O novo Governo Federal vai ter também que reorganizar a área de assistência social, assim como a de segurança pública. O Brasil segue como o país que mais mata pessoas LGBTQIA+ no mundo: houve aumento de 8% das mortes violentas em 2021 (300 casos), uma morte a cada 29 horas e,  no geral, a violência policial nos centros urbanos mais pobres e os conflitos no campo se intensificaram: o crescimento nos assassinatos nas áreas rurais foi de 1.100%, a maioria ligados à terra.

No meio dessas disputas, outro desafio em paralelo é de enfrentar o avanço do agronegócio predatório, que tem causado ameaças ao meio-ambiente e para o acesso a alimentos. Seu lobby fez com que em 2021 o Brasil aprovasse o uso de 562 agrotóxicos de alta toxicidade, vários banidos dos EUA e da União Europeia. Esse foi maior volume de liberação desde o ano 2000.

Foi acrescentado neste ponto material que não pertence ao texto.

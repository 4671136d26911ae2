//! Detection capability adapters.
//!
//! The object detector itself lives outside this crate. A [`Detector`] is
//! anything that turns an image path into a list of [`Detection`]s that have
//! already been filtered by a confidence threshold.

use std::fs;
use std::path::{Path, PathBuf};
use std::process::Command;

use serde::Deserialize;

use crate::error::CurateError;
use crate::layout::file_stem;

/// Environment variable through which [`CommandDetector`] passes its
/// confidence threshold to the external program.
pub const CONFIDENCE_ENV: &str = "CURATE_CONFIDENCE";

/// One detected object in absolute pixel coordinates.
#[derive(Clone, Debug, PartialEq, Deserialize)]
pub struct Detection {
    /// `[x1, y1, x2, y2]` pixel corners.
    #[serde(alias = "box")]
    pub bbox: [f64; 4],
    /// Detector-side class name, translated through the class schema.
    #[serde(alias = "name")]
    pub class_name: String,
    #[serde(default = "full_confidence")]
    pub confidence: f64,
}

fn full_confidence() -> f64 {
    1.0
}

impl Detection {
    pub fn new(bbox: [f64; 4], class_name: impl Into<String>, confidence: f64) -> Self {
        Self {
            bbox,
            class_name: class_name.into(),
            confidence,
        }
    }
}

/// An object-detection capability: image → detections.
pub trait Detector {
    fn detect(&self, image: &Path) -> Result<Vec<Detection>, CurateError>;
}

impl<D: Detector + ?Sized> Detector for &D {
    fn detect(&self, image: &Path) -> Result<Vec<Detection>, CurateError> {
        (**self).detect(image)
    }
}

/// Runs an external program once per image.
///
/// The program receives its fixed arguments followed by the image path, with
/// the confidence threshold in `CURATE_CONFIDENCE`. It must print a JSON
/// array of detections on stdout and exit successfully. No timeout is
/// applied.
#[derive(Clone, Debug)]
pub struct CommandDetector {
    program: PathBuf,
    args: Vec<String>,
    confidence: f64,
}

impl CommandDetector {
    pub fn new(program: impl Into<PathBuf>, args: Vec<String>, confidence: f64) -> Self {
        Self {
            program: program.into(),
            args,
            confidence,
        }
    }
}

impl Detector for CommandDetector {
    fn detect(&self, image: &Path) -> Result<Vec<Detection>, CurateError> {
        let output = Command::new(&self.program)
            .args(&self.args)
            .arg(image)
            .env(CONFIDENCE_ENV, self.confidence.to_string())
            .output()
            .map_err(|err| CurateError::DetectionCapability {
                path: image.to_path_buf(),
                message: format!("failed to run '{}': {err}", self.program.display()),
            })?;

        if !output.status.success() {
            let stderr = String::from_utf8_lossy(&output.stderr);
            return Err(CurateError::DetectionCapability {
                path: image.to_path_buf(),
                message: format!(
                    "'{}' exited with {}: {}",
                    self.program.display(),
                    output.status,
                    stderr.trim()
                ),
            });
        }

        let detections = parse_detections(&output.stdout, image)?;
        Ok(filter_by_confidence(detections, self.confidence))
    }
}

/// Reads precomputed detections from `<dir>/<stem>.json`.
///
/// A missing file means the detector found nothing in that image.
#[derive(Clone, Debug)]
pub struct JsonDirDetector {
    dir: PathBuf,
    confidence: f64,
}

impl JsonDirDetector {
    pub fn new(dir: impl Into<PathBuf>, confidence: f64) -> Self {
        Self {
            dir: dir.into(),
            confidence,
        }
    }
}

impl Detector for JsonDirDetector {
    fn detect(&self, image: &Path) -> Result<Vec<Detection>, CurateError> {
        let stem = file_stem(image).ok_or_else(|| CurateError::DetectionCapability {
            path: image.to_path_buf(),
            message: "image file name is not valid UTF-8".to_string(),
        })?;

        let json_path = self.dir.join(format!("{stem}.json"));
        if !json_path.is_file() {
            return Ok(Vec::new());
        }

        let bytes = fs::read(&json_path).map_err(|err| CurateError::DetectionCapability {
            path: image.to_path_buf(),
            message: format!("cannot read {}: {err}", json_path.display()),
        })?;
        let detections = parse_detections(&bytes, image)?;
        Ok(filter_by_confidence(detections, self.confidence))
    }
}

fn parse_detections(bytes: &[u8], image: &Path) -> Result<Vec<Detection>, CurateError> {
    serde_json::from_slice(bytes).map_err(|err| CurateError::DetectionCapability {
        path: image.to_path_buf(),
        message: format!("invalid detection JSON: {err}"),
    })
}

/// Keep detections whose confidence is at least `threshold`.
pub fn filter_by_confidence(detections: Vec<Detection>, threshold: f64) -> Vec<Detection> {
    detections
        .into_iter()
        .filter(|d| d.confidence >= threshold)
        .collect()
}
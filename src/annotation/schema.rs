//! The class schema: a read-only mapping between class names and the
//! dataset's zero-based class indices.
//!
//! The schema is read from a `data.yaml`-style file whose `names` key is
//! either a sequence (index = position) or a mapping of `index: name`.

use std::collections::{BTreeMap, HashMap};
use std::fs;
use std::path::Path;

use serde::Deserialize;

use crate::error::CurateError;

/// Largest class index accepted in a `names:` mapping. Class ids are `u32`
/// on disk, and gaps below the largest index are filled with placeholders.
pub const MAX_CLASS_INDEX: usize = 65_535;

/// Immutable class-name ↔ class-index mapping.
///
/// Constructed once per run and passed by reference to every stage that
/// needs it.
#[derive(Clone, Debug, Default)]
pub struct ClassSchema {
    names: Vec<String>,
    by_name: HashMap<String, u32>,
}

#[derive(Debug, Deserialize)]
struct DataYaml {
    names: DataYamlNames,
}

#[derive(Debug, Deserialize)]
#[serde(untagged)]
enum DataYamlNames {
    Sequence(Vec<String>),
    Mapping(BTreeMap<usize, String>),
}

impl ClassSchema {
    /// Build a schema from an ordered list of names.
    ///
    /// If a name appears more than once, the first index wins.
    pub fn from_names<I, S>(names: I) -> Self
    where
        I: IntoIterator<Item = S>,
        S: Into<String>,
    {
        let names: Vec<String> = names.into_iter().map(Into::into).collect();
        let mut by_name = HashMap::with_capacity(names.len());
        for (index, name) in names.iter().enumerate() {
            by_name.entry(name.clone()).or_insert(index as u32);
        }
        Self { names, by_name }
    }

    /// Load a schema from a YAML file.
    pub fn load(path: &Path) -> Result<Self, CurateError> {
        if !path.is_file() {
            return Err(CurateError::ConfigMissing {
                path: path.to_path_buf(),
                message: "class schema file not found".to_string(),
            });
        }

        let data = fs::read_to_string(path).map_err(|err| CurateError::ConfigMissing {
            path: path.to_path_buf(),
            message: err.to_string(),
        })?;
        Self::from_yaml_str(&data, path)
    }

    /// Parse a schema from YAML text. `path` is only used for error context.
    pub fn from_yaml_str(data: &str, path: &Path) -> Result<Self, CurateError> {
        let parsed: DataYaml =
            serde_yaml::from_str(data).map_err(|source| CurateError::ClassSchemaParse {
                path: path.to_path_buf(),
                source,
            })?;

        let names = match parsed.names {
            DataYamlNames::Sequence(names) => names,
            DataYamlNames::Mapping(mapping) => {
                let Some(max_index) = mapping.keys().max().copied() else {
                    return Ok(Self::default());
                };
                if max_index > MAX_CLASS_INDEX {
                    return Err(CurateError::InvalidClassSchema {
                        path: path.to_path_buf(),
                        message: format!(
                            "class index {max_index} exceeds the maximum of {MAX_CLASS_INDEX}"
                        ),
                    });
                }
                let mut names = vec![String::new(); max_index + 1];
                for (index, name) in mapping {
                    names[index] = name;
                }
                for (index, name) in names.iter_mut().enumerate() {
                    if name.trim().is_empty() {
                        *name = format!("class_{}", index);
                    }
                }
                names
            }
        };

        Ok(Self::from_names(names))
    }

    /// Look up the class index for a detector class name.
    pub fn index_of(&self, name: &str) -> Option<u32> {
        self.by_name.get(name).copied()
    }

    /// Look up the class name for an index.
    pub fn name_of(&self, class_id: u32) -> Option<&str> {
        self.names.get(class_id as usize).map(String::as_str)
    }

    /// Ordered class names.
    pub fn names(&self) -> &[String] {
        &self.names
    }

    pub fn len(&self) -> usize {
        self.names.len()
    }

    pub fn is_empty(&self) -> bool {
        self.names.is_empty()
    }
}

Do novo governo também se espera um controle do armamento em curso e do desmatamento, que cresceram em todo o país, ambos liderados por grupos criminosos organizados no país.

Na Amazônia, por exemplo, desde 2019 o desmatamento cresceu 60% e com ações do governo Bolsonaro para interromper políticas ambientais e desmantelar as estruturas institucionais, o corte no orçamento para o Ministério do Meio Ambiente foi de R$ 35 milhões, sendo que em 2021 só 41% dos recursos para fiscalização ambiental foram usados – há muito a ser feito e ainda que tenhamos um novo presidente humano – e não um super men – também há soluções.

Recolocar o Brasil de volta no caminho do desenvolvimento sustentável não será tarefa fácil,  mas esse momento ainda não chegou. Até 31 de dezembro muito ainda pode acontecer. A luz de alerta continua acessa. E a comunidade internacional precisa continuar mobilizada porque os conflitos e tensões não acabaram com as eleições.